Ora is terrified that Ofer will not make it through his 28-day re-enlistment alive and she leaves on her walk so that “the notifiers”, the ones who will come to tell her of his death in battle, cannot find her, cannot deliver their message, and thus Ofer cannot die: “She has no doubt that what she is about to do is right, that it is the right protest, and it delights her to roll that word over her tongue and bite into it: protest, my protest?.That’s it, it’s decided she’ll refuse. She will be the first notification-refusenik.” And in refusing notification, Ofer will be given a “deferment” from death.

She takes Avram along on her hike, the father of Ofer and a man who is still recovering from his own military service decades earlier, when he was captured by the Egyptian forces and tortured. Ora uses her time with Avram to recreate in words the life she has had as mother to her two boys and as wife to Ilan. She uses her stories as a sort of talisman against harm, a protection for her son Ofer. Her words conjure up the thousands of little moments that make up life, rendering the preciousness of family, and how as a mother, she felt both happiness and pain in the beauty of creating a family. Her stories are moving and genuine reflections on the relationships between siblings, husband and wife, and parents and children. Interspersed with the common but lovely moments of family life are those huge events that can change everything, the earthquake moments of fate and accident and horror that can crumble the foundations of love and trust, and yet are not enough to sever all the tendrils of tenderness, affection, care, and simple love that in the end are enough to keep the family structure standing.

It is those same small and big moments that go into the forging of any lasting connection. The bond between friends is as vital and intense as the one that exists within a family, and just as necessary to survival, and to happiness. And again, it is the little moments that build the bond, through sharing of intimacies and dreams and passion and struggle, and the huge moments that define tragedy. Enduring the tragedy depends upon the foundation built by an accumulation of the smaller moments of happiness. Life is random, as Ora understands: “She is one human crumb. Ofer is also one human crumb. She can’t slow his fall by even one second. And though she gave birth to him, though she is his mother and he came out of her body, now, at this moment, they are merely two specks floating, falling, through infinite, massive, empty space.” Against the randomness of tragedy, all we have is the resilience of our connections, our loves, and our loyalties. In remembering what we have shared with others, we secure our lives, and theirs, even in death.

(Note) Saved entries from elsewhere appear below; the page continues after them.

//! Console styling for user-facing output.

use colored::*;

use crate::report::{LineKind, ReportLine};

/// Style of a console message.
#[derive(Debug, Clone, Copy, PartialEq, Eq)]
pub enum MessageKind {
    /// Failures, in red
    Error,
    /// Successful outcomes, in green
    Success,
    /// Banners and headings, in yellow
    Alert,
}

impl MessageKind {
    fn emoji(self) -> &'static str {
        match self {
            MessageKind::Error => "❗",
            MessageKind::Success => "✅",
            MessageKind::Alert => "🚦",
        }
    }
}

/// Formats `text` with the emoji and color of `kind`.
pub fn styled(kind: MessageKind, text: &str) -> String {
    let line = format!("{} {}", kind.emoji(), text);
    match kind {
        MessageKind::Error => line.red().to_string(),
        MessageKind::Success => line.green().to_string(),
        MessageKind::Alert => line.yellow().to_string(),
    }
}

/// Start-of-program banner.
pub fn start_banner() -> String {
    styled(MessageKind::Alert, "Starting Program")
}

/// End-of-program banner.
pub fn end_banner() -> String {
    format!("{}", "🛑 End Program".yellow())
}

/// Styles one report line. Records are printed unstyled.
pub fn render(line: &ReportLine) -> String {
    match line.kind {
        LineKind::Error | LineKind::Failure => styled(MessageKind::Error, &line.text),
        LineKind::Heading => line.text.yellow().to_string(),
        LineKind::Record => line.text.clone(),
        LineKind::Success => styled(MessageKind::Success, &line.text),
    }
}
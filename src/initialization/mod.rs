//! Application initialization and resource setup.
//!
//! This module provides functions to initialize shared resources:
//! - Logger
//! - DNS resolvers
//! - Concurrency limiter for a batch

mod logger;
mod resolver;

use std::sync::Arc;

use tokio::sync::Semaphore;

// Re-export public API
pub use logger::init_logger_with;
pub use resolver::{init_pinned_resolver, init_resolver, resolver_opts};

/// Initializes a semaphore for controlling concurrency.
///
/// Creates a new semaphore with the specified permit count. This semaphore is used
/// to limit the number of domains resolved at the same time.
///
/// # Arguments
///
/// * `count` - Maximum number of concurrent operations allowed
///
/// # Returns
///
/// An `Arc<Semaphore>` that can be shared across multiple tasks.
pub fn init_semaphore(count: usize) -> Arc<Semaphore> {
    Arc::new(Semaphore::new(count))
}
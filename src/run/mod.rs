//! End-to-end run: gather domains, resolve them, report, export.

use std::io::Write;
use std::path::PathBuf;

use anyhow::{Context, Result};
use log::warn;

use crate::app::console::{render, styled, MessageKind};
use crate::app::{print_batch_statistics, read_domains, write_records};
use crate::config::{Config, FailOn};
use crate::engine::ResolutionEngine;
use crate::models::BatchResult;
use crate::report::summarize;

/// Exit code when the `--fail-on` policy is triggered.
pub const EXIT_POLICY_FAILURE: i32 = 2;

/// What to resolve and where the results go.
#[derive(Debug, Clone, Default)]
pub struct RunRequest {
    /// Domains given directly
    pub domains: Vec<String>,
    /// File (or `-` for stdin) with more domains, appended after `domains`
    pub input: Option<PathBuf>,
    /// File the resolved records are written to
    pub output: Option<PathBuf>,
    /// Resolver for MX queries; `""` selects the default resolver
    pub resolver_address: String,
    /// Engine and output settings
    pub config: Config,
}

/// Outcome of a run.
#[derive(Debug, Clone)]
pub struct RunReport {
    /// The resolved batch
    pub batch: BatchResult,
    /// Path of the exported record file, if the export succeeded
    pub exported: Option<PathBuf>,
}

impl RunReport {
    /// Process exit code under the given policy.
    pub fn exit_code(&self, fail_on: FailOn) -> i32 {
        evaluate_exit_code(fail_on, &self.batch)
    }
}

/// Maps a finished batch to a process exit code.
///
/// Lookup failures are reported but never fatal, so `FailOn::Never` always
/// yields 0.
pub fn evaluate_exit_code(fail_on: FailOn, result: &BatchResult) -> i32 {
    match fail_on {
        FailOn::Never => 0,
        FailOn::AnyError if !result.errors.is_empty() => EXIT_POLICY_FAILURE,
        FailOn::NoRecords if !result.is_resolved() => EXIT_POLICY_FAILURE,
        FailOn::AnyError | FailOn::NoRecords => 0,
    }
}

/// Runs a request against real DNS, writing the report to `out`.
///
/// # Errors
///
/// Returns an error only if writing to `out` fails. Input, lookup and export
/// failures are reported in the output instead.
pub async fn run_resolve<W: Write>(request: RunRequest, out: &mut W) -> Result<RunReport> {
    let engine = ResolutionEngine::from_config(&request.config);
    run_with_engine(&engine, request, out).await
}

/// Runs a request with the given engine, writing the report to `out`.
///
/// # Errors
///
/// Returns an error only if writing to `out` fails.
pub async fn run_with_engine<W: Write>(
    engine: &ResolutionEngine,
    request: RunRequest,
    out: &mut W,
) -> Result<RunReport> {
    let RunRequest {
        mut domains,
        input,
        output,
        resolver_address,
        config,
    } = request;

    if let Some(path) = input {
        match read_domains(&path).await {
            Ok(read) => {
                domains.extend(read);
                let message = format!("The file \"{}\" was read successfully!", path.display());
                writeln!(out, "{}", styled(MessageKind::Success, &message))
                    .context("Failed to write report")?;
            }
            Err(e) => {
                warn!("{e}");
                writeln!(out, "{}", styled(MessageKind::Error, &e.to_string()))
                    .context("Failed to write report")?;
            }
        }
    }

    let batch = engine.resolve(&domains, &resolver_address).await;

    for line in summarize(&batch) {
        writeln!(out, "{}", render(&line)).context("Failed to write report")?;
    }

    let mut exported = None;
    if let Some(path) = output {
        match write_records(&path, &batch.records, config.output_format).await {
            Ok(()) => {
                let message = format!("The file \"{}\" was exported successfully!", path.display());
                writeln!(out, "{}", styled(MessageKind::Success, &message))
                    .context("Failed to write report")?;
                exported = Some(path);
            }
            Err(e) => {
                warn!("{e}");
                writeln!(out, "{}", styled(MessageKind::Error, &e.to_string()))
                    .context("Failed to write report")?;
            }
        }
    }

    print_batch_statistics(&batch);

    Ok(RunReport { batch, exported })
}
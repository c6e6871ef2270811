//! Progress logging utilities.

use log::info;
use std::sync::atomic::{AtomicUsize, Ordering};
use std::time::Instant;

/// Logs how many domains of a batch have finished.
///
/// # Arguments
///
/// * `start_time` - When the batch started
/// * `completed` - Counter of finished domains
/// * `total` - Number of domains in the batch
pub fn log_progress(start_time: Instant, completed: &AtomicUsize, total: usize) {
    let elapsed_secs = start_time.elapsed().as_secs_f64();
    let done = completed.load(Ordering::SeqCst);
    let rate = if elapsed_secs > 0.0 {
        done as f64 / elapsed_secs
    } else {
        0.0
    };
    info!(
        "Processed {}/{} domains in {:.2} seconds (~{:.2} domains/sec)",
        done, total, elapsed_secs, rate
    );
}
#[async_trait]
impl AddressLookup for StubDns {
    async fn lookup_addresses(&self, host: &str) -> Result<Vec<IpAddr>, LookupError> {
        if let Some(delay) = self.address_delays.get(host) {
            tokio::time::sleep(*delay).await;
        }
        if let Some(error) = self.address_errors.get(host) {
            return Err(error.clone());
        }
        Ok(self.addresses.get(host).cloned().unwrap_or_default())
    }
}

fn mail_stub() -> StubDns {
    StubDns::default()
        .with_mx(
            "gmail.com",
            &[
                (40, "alt4.gmail-smtp-in.l.google.com"),
                (5, "gmail-smtp-in.l.google.com"),
                (10, "alt1.gmail-smtp-in.l.google.com"),
            ],
        )
        .with_mx("aol.com", &[(10, "mx-aol.mail.gm0.yahoodns.net")])
        .with_mx(
            "hotmail.com",
            &[(2, "hotmail-com.olc.protection.outlook.com")],
        )
        .with_address("gmail-smtp-in.l.google.com", "142.250.27.26")
        .with_address("alt1.gmail-smtp-in.l.google.com", "142.250.153.26")
        .with_address("alt4.gmail-smtp-in.l.google.com", "142.250.150.26")
        .with_address("mx-aol.mail.gm0.yahoodns.net", "67.195.204.72")
        .with_address("hotmail-com.olc.protection.outlook.com", "52.101.68.13")
        .with_address("hotmail-com.olc.protection.outlook.com", "52.101.68.14")
}

fn engine_for(stub: Arc<StubDns>, config: &Config) -> ResolutionEngine {
    ResolutionEngine::with_backend(stub, config)
}

fn default_engine(stub: Arc<StubDns>) -> ResolutionEngine {
    engine_for(stub, &Config::default())
}

#[tokio::test]
async fn test_resolve_real_domains_yields_one_record_per_answer() {
    let stub = Arc::new(mail_stub());
    let engine = default_engine(Arc::clone(&stub));

    let result = engine
        .resolve(&["gmail.com", "aol.com", "hotmail.com"], "")
        .await;

    assert_eq!(result.records.len(), 5);
    assert!(result.errors.is_empty(), "unexpected errors: {:?}", result.errors);
    assert!(result.is_resolved());
    assert_eq!(result.domains, 3);
    assert_eq!(stub.mx_calls.load(Ordering::SeqCst), 3);
}

#[tokio::test]
async fn test_records_follow_input_order_then_preference() {
    // gmail.com answers last, but its records still come first
    let stub = Arc::new(mail_stub().with_delay("gmail.com", Duration::from_millis(80)));
    let engine = default_engine(stub);

    let result = engine.resolve(&["gmail.com", "aol.com"], "").await;

    let summary: Vec<(&str, u16)> = result
        .records
        .iter()
        .map(|r| (r.domain.as_str(), r.preference))
        .collect();
    assert_eq!(
        summary,
        vec![
            ("gmail.com", 5),
            ("gmail.com", 10),
            ("gmail.com", 40),
            ("aol.com", 10)
        ]
    );
}

#[tokio::test]
async fn test_first_address_is_used() {
    let stub = Arc::new(mail_stub());
    let engine = default_engine(stub);

    let result = engine.resolve(&["hotmail.com"], "").await;

    assert_eq!(
        result.records,
        vec![ResolvedRecord {
            domain: "hotmail.com".to_string(),
            preference: 2,
            exchange: "hotmail-com.olc.protection.outlook.com".to_string(),
            ip: "52.101.68.13".parse().unwrap(),
        }]
    );
}

#[tokio::test]
async fn test_resolve_fake_domains_yields_invalid_domain_errors() {
    let stub = Arc::new(mail_stub());
    let engine = default_engine(Arc::clone(&stub));

    let result = engine.resolve(&["gmail", "aol", "hotmail"], "").await;

    assert!(result.records.is_empty());
    assert_eq!(result.errors.len(), 3);
    assert!(result
        .errors
        .iter()
        .all(|e| e.kind() == ErrorKind::InvalidDomain));
    assert_eq!(result.error_count(ErrorKind::InvalidDomain), 3);
    // Invalid domains never reach the resolver
    assert_eq!(stub.mx_calls.load(Ordering::SeqCst), 0);
}

#[tokio::test]
async fn test_invalid_resolver_address_falls_back_to_default() {
    let stub = Arc::new(mail_stub());
    let engine = default_engine(Arc::clone(&stub));

    let result = engine.resolve(&["gmail.com"], "123").await;

    assert_eq!(
        result.errors,
        vec![ResolutionError::InvalidResolverAddress {
            address: "123".to_string()
        }]
    );
    assert_eq!(result.records.len(), 3, "lookup still runs on the default resolver");
    assert_eq!(*stub.nameservers_seen.lock().unwrap(), vec![None]);
}

#[tokio::test]
async fn test_invalid_resolver_address_reported_once_per_batch() {
    let stub = Arc::new(mail_stub());
    let engine = default_engine(stub);

    let result = engine
        .resolve(&["gmail.com", "aol.com", "hotmail.com"], "not-an-ip")
        .await;

    assert_eq!(result.error_count(ErrorKind::InvalidResolverAddress), 1);
    assert_eq!(result.errors.len(), 1);
    assert_eq!(result.errors[0].kind(), ErrorKind::InvalidResolverAddress);
}

#[tokio::test]
async fn test_valid_resolver_address_is_passed_to_every_query() {
    let stub = Arc::new(mail_stub());
    let engine = default_engine(Arc::clone(&stub));

    let result = engine.resolve(&["gmail.com", "aol.com"], "8.8.8.8").await;

    assert!(result.errors.is_empty());
    let seen = stub.nameservers_seen.lock().unwrap();
    assert_eq!(seen.len(), 2);
    assert!(seen.iter().all(|ns| *ns == Some(Ipv4Addr::new(8, 8, 8, 8))));
}

#[tokio::test]
async fn test_mixed_batch_isolation() {
    let stub = Arc::new(mail_stub());
    let engine = default_engine(stub);

    let domains = [
        "gmail",
        "gmail.com",
        "-bad.com",
        "aol.com",
        "Hotmail.com",
        "hotmail.com",
    ];
    let result = engine.resolve(&domains, "").await;

    assert_eq!(result.errors.len(), 3, "errors: {:?}", result.errors);
    assert_eq!(result.error_count(ErrorKind::InvalidDomain), 3);
    let resolved: HashSet<&str> = result.records.iter().map(|r| r.domain.as_str()).collect();
    assert_eq!(
        resolved,
        HashSet::from(["gmail.com", "aol.com", "hotmail.com"])
    );
    let failed: Vec<String> = result.errors.iter().map(|e| e.to_string()).collect();
    assert_eq!(
        failed,
        vec![
            "\"gmail\" is not a valid domain and will be ignored",
            "\"-bad.com\" is not a valid domain and will be ignored",
            "\"Hotmail.com\" is not a valid domain and will be ignored",
        ]
    );
}

#[tokio::test]
async fn test_empty_mx_answer_is_unable_to_resolve() {
    let stub = Arc::new(StubDns::default().with_mx("example.com", &[]));
    let engine = default_engine(stub);

    let result = engine.resolve(&["example.com", "nothing.org"], "").await;

    assert!(result.records.is_empty());
    assert_eq!(
        result.errors,
        vec![
            ResolutionError::NoMxRecords {
                domain: "example.com".to_string()
            },
            ResolutionError::NoMxRecords {
                domain: "nothing.org".to_string()
            },
        ]
    );
}

#[tokio::test]
async fn test_transport_failure_is_distinct_from_empty_answer() {
    let stub = Arc::new(
        StubDns::default()
            .with_mx_error("example.com", LookupError::Transport("connection refused".into())),
    );
    let engine = default_engine(stub);

    let result = engine.resolve(&["example.com"], "").await;

    assert_eq!(
        result.errors,
        vec![ResolutionError::MxLookupFailed {
            domain: "example.com".to_string(),
            reason: "connection refused".to_string(),
        }]
    );
}

#[tokio::test]
async fn test_unresolvable_exchange_is_a_per_answer_error() {
    let stub = Arc::new(
        StubDns::default()
            .with_mx(
                "example.com",
                &[(10, "mx1.example.com"), (20, "mx2.example.com")],
            )
            .with_address("mx1.example.com", "192.0.2.10"),
    );
    let engine = default_engine(stub);

    let result = engine.resolve(&["example.com"], "").await;

    assert_eq!(result.records.len(), 1);
    assert_eq!(result.records[0].exchange, "mx1.example.com");
    assert_eq!(
        result.errors,
        vec![ResolutionError::AddressLookupFailed {
            domain: "example.com".to_string(),
            exchange: "mx2.example.com".to_string(),
            reason: "no IP addresses found".to_string(),
        }]
    );
}

fn two_exchange_stub() -> StubDns {
    StubDns::default()
        .with_mx(
            "example.com",
            &[(10, "mx1.example.com"), (20, "mx2.example.com")],
        )
        .with_address("mx1.example.com", "192.0.2.10")
        .with_address("mx2.example.com", "192.0.2.20")
}

#[tokio::test]
async fn test_failing_exchange_keeps_resolver_text_and_sibling_records() {
    let stub = Arc::new(two_exchange_stub().with_address_error(
        "mx1.example.com",
        LookupError::Transport("connection refused".into()),
    ));
    let engine = default_engine(stub);

    let result = engine.resolve(&["example.com"], "").await;

    assert_eq!(result.records.len(), 1);
    assert_eq!(result.records[0].exchange, "mx2.example.com");
    assert_eq!(
        result.errors,
        vec![ResolutionError::AddressLookupFailed {
            domain: "example.com".to_string(),
            exchange: "mx1.example.com".to_string(),
            reason: "connection refused".to_string(),
        }]
    );
    assert_eq!(result.error_count(ErrorKind::AddressLookupFailed), 1);
}

#[tokio::test]
async fn test_slow_exchange_times_out_at_address_stage() {
    let stub = Arc::new(
        two_exchange_stub().with_address_delay("mx2.example.com", Duration::from_secs(30)),
    );
    let config = Config {
        timeout_seconds: 1,
        ..Default::default()
    };
    let engine = engine_for(stub, &config);

    let started = Instant::now();
    let result = engine.resolve(&["example.com"], "").await;

    assert!(started.elapsed() < Duration::from_secs(10));
    assert_eq!(result.records.len(), 1);
    assert_eq!(result.records[0].exchange, "mx1.example.com");
    assert_eq!(
        result.errors,
        vec![ResolutionError::LookupTimeout {
            target: "mx2.example.com".to_string(),
            stage: LookupStage::Address,
            timeout: Duration::from_secs(1),
        }]
    );
}
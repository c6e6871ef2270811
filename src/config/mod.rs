//! Application configuration and constants.
//!
//! This module provides:
//! - Configuration constants (timeouts, concurrency limits)
//! - Library configuration with validation
//! - Enums shared by the CLI and the library (log level/format, exit policy)

mod constants;
mod types;

// Re-export all constants
pub use constants::*;
pub use types::{Config, ConfigError, FailOn, LogFormat, LogLevel, OutputFormat};
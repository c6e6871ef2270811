//! Concurrent resolution engine.
//!
//! [`ResolutionEngine::resolve`] takes a batch of raw domain strings and an
//! optional resolver address, fans out one Tokio task per domain (at most
//! `max_concurrency` running at once), waits for every task, and merges their
//! outcomes into a [`BatchResult`].
//!
//! A failing domain never affects its siblings: validation failures, empty
//! answers, lookup errors, timeouts and even panicking tasks all end up as
//! entries in `BatchResult::errors`.

mod task;

use std::net::Ipv4Addr;
use std::sync::atomic::AtomicUsize;
use std::sync::Arc;
use std::time::{Duration, Instant};

use futures::stream::FuturesUnordered;
use futures::{FutureExt, StreamExt};
use log::{info, warn};

use crate::app::log_progress;
use crate::config::{Config, LOGGING_INTERVAL, MAX_CONCURRENCY_LIMIT};
use crate::dns::{AddressLookup, HickoryLookup, MxLookup};
use crate::error_handling::{ErrorStats, ResolutionError};
use crate::initialization::init_semaphore;
use crate::models::BatchResult;
use crate::validation::parse_ipv4;

use task::{resolve_domain, DomainOutcome, TaskContext};

/// Resolves MX records and mail exchanger addresses for batches of domains.
///
/// The engine holds no per-batch state; every call to
/// [`resolve`](Self::resolve) is independent.
///
/// # Example
///
/// ```no_run
/// use mx_resolve::{Config, ResolutionEngine};
///
/// # #[tokio::main]
/// # async fn main() {
/// let engine = ResolutionEngine::from_config(&Config::default());
/// let result = engine.resolve(&["gmail.com", "aol.com"], "").await;
/// for record in &result.records {
///     println!("{}", mx_resolve::format_record(record));
/// }
/// # }
/// ```
pub struct ResolutionEngine {
    mx: Arc<dyn MxLookup>,
    addresses: Arc<dyn AddressLookup>,
    max_concurrency: usize,
    lookup_timeout: Duration,
}

impl ResolutionEngine {
    /// Creates an engine from explicit lookup capabilities.
    ///
    /// `max_concurrency` is clamped to `1..=MAX_CONCURRENCY_LIMIT`, so an
    /// unvalidated config still yields a usable engine.
    pub fn new(mx: Arc<dyn MxLookup>, addresses: Arc<dyn AddressLookup>, config: &Config) -> Self {
        Self {
            mx,
            addresses,
            max_concurrency: config.max_concurrency.clamp(1, MAX_CONCURRENCY_LIMIT),
            lookup_timeout: config.lookup_timeout(),
        }
    }

    /// Creates an engine whose MX queries and address lookups share one backend.
    pub fn with_backend<B>(backend: Arc<B>, config: &Config) -> Self
    where
        B: MxLookup + AddressLookup + 'static,
    {
        Self::new(backend.clone(), backend, config)
    }

    /// Creates an engine backed by real DNS through `hickory-resolver`.
    ///
    /// Must be called inside a Tokio runtime.
    pub fn from_config(config: &Config) -> Self {
        Self::with_backend(Arc::new(HickoryLookup::new(config.lookup_timeout())), config)
    }

    /// Resolves a batch of domains.
    ///
    /// # Arguments
    ///
    /// * `domains` - Raw domain strings, validated here without normalization
    /// * `resolver_address` - IPv4 address of the DNS server for MX queries, or
    ///   `""` for the default resolver. An invalid address is reported once and
    ///   the batch falls back to the default resolver.
    ///
    /// # Returns
    ///
    /// Every record and every error of the batch, ordered by input position.
    /// Returns only after every task has finished.
    pub async fn resolve<S: AsRef<str>>(&self, domains: &[S], resolver_address: &str) -> BatchResult {
        let start_time = Instant::now();
        let total = domains.len();
        let stats = Arc::new(ErrorStats::new());
        let completed = Arc::new(AtomicUsize::new(0));

        let mut errors = Vec::new();
        let nameserver = select_nameserver(resolver_address, &stats, &mut errors);

        let ctx = Arc::new(TaskContext {
            mx: Arc::clone(&self.mx),
            addresses: Arc::clone(&self.addresses),
            nameserver,
            lookup_timeout: self.lookup_timeout,
            stats: Arc::clone(&stats),
            completed: Arc::clone(&completed),
        });

        let semaphore = init_semaphore(self.max_concurrency);
        let mut tasks = FuturesUnordered::new();

        for (index, domain) in domains.iter().enumerate() {
            let domain = domain.as_ref().to_string();
            let task_domain = domain.clone();
            let ctx = Arc::clone(&ctx);
            let semaphore = Arc::clone(&semaphore);

            log::debug!("Dispatching {domain}");
            let handle = tokio::spawn(async move {
                // Hold permit until task completes. The semaphore is never closed.
                let _permit = semaphore.acquire_owned().await.ok();
                resolve_domain(&ctx, &task_domain).await
            });
            tasks.push(handle.map(move |joined| (index, domain, joined)));
        }

        let mut outcomes: Vec<(usize, DomainOutcome)> = Vec::with_capacity(total);
        let mut progress = tokio::time::interval(Duration::from_secs(LOGGING_INTERVAL));
        // The first tick completes immediately
        progress.tick().await;

        loop {
            tokio::select! {
                next = tasks.next() => {
                    let Some((index, domain, joined)) = next else {
                        break;
                    };
                    let outcome = match joined {
                        Ok(outcome) => outcome,
                        Err(join_error) => {
                            warn!("Task for {domain} panicked: {join_error}");
                            let error = ResolutionError::WorkerFailed {
                                domain,
                                reason: join_error.to_string(),
                            };
                            stats.increment(error.kind());
                            DomainOutcome::failed(error)
                        }
                    };
                    outcomes.push((index, outcome));
                }
                _ = progress.tick() => {
                    log_progress(start_time, &completed, total);
                }
            }
        }

        // Single writer: merge in input order
        outcomes.sort_by_key(|(index, _)| *index);
        let mut records = Vec::new();
        for (_, outcome) in outcomes {
            records.extend(outcome.records);
            errors.extend(outcome.errors);
        }

        let elapsed_seconds = start_time.elapsed().as_secs_f64();
        info!(
            "Resolved {} domain{} in {:.2}s: {} record{}, {} error{}",
            total,
            if total == 1 { "" } else { "s" },
            elapsed_seconds,
            records.len(),
            if records.len() == 1 { "" } else { "s" },
            errors.len(),
            if errors.len() == 1 { "" } else { "s" },
        );

        BatchResult {
            records,
            errors,
            domains: total,
            error_counts: stats.snapshot(),
            elapsed_seconds,
        }
    }
}

/// Decides, once per batch, which resolver MX queries go to.
fn select_nameserver(
    resolver_address: &str,
    stats: &ErrorStats,
    errors: &mut Vec<ResolutionError>,
) -> Option<Ipv4Addr> {
    if resolver_address.is_empty() {
        return None;
    }
    match parse_ipv4(resolver_address) {
        Some(ip) => {
            info!("Using DNS server {ip} for MX queries");
            Some(ip)
        }
        None => {
            warn!("Invalid resolver address {resolver_address:?}, falling back to the default resolver");
            let error = ResolutionError::InvalidResolverAddress {
                address: resolver_address.to_string(),
            };
            stats.increment(error.kind());
            errors.push(error);
            None
        }
    }
}

#[cfg(test)]
mod tests;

Ora is reminded of death everywhere on the hike. There is incredible beauty (which Grossman describes so well and with a obvious love for the country of Israel, which exists alongside his frustration with the government’s policies) but there are also plaques posted throughout the countryside commemorating one young man, then another and another, and another, who died while fighting against Arab hostilities. The horror of never-ending war, paid for by young life, grows: I felt nauseous reading the inscribed words on the memorials, and as terrified as Ora is that the next child to die will be her own.

While writing this novel, Uri, David Grossman’s youngest son, was killed while serving in the IDF. The tank he was traveling in hit was by a rocket while trying to rescue soldiers from another tank. Grossman finished the writing of his novel, and was quoted in The New Yorker as saying “This book was such an act of choosing life.” I am stunned by his bravery, by his writing, and by his vision, of a world where peace is the only solution. And peace is the only protection against the notifiers at the door.

To the End of the Land was translated by Jessica Cohen.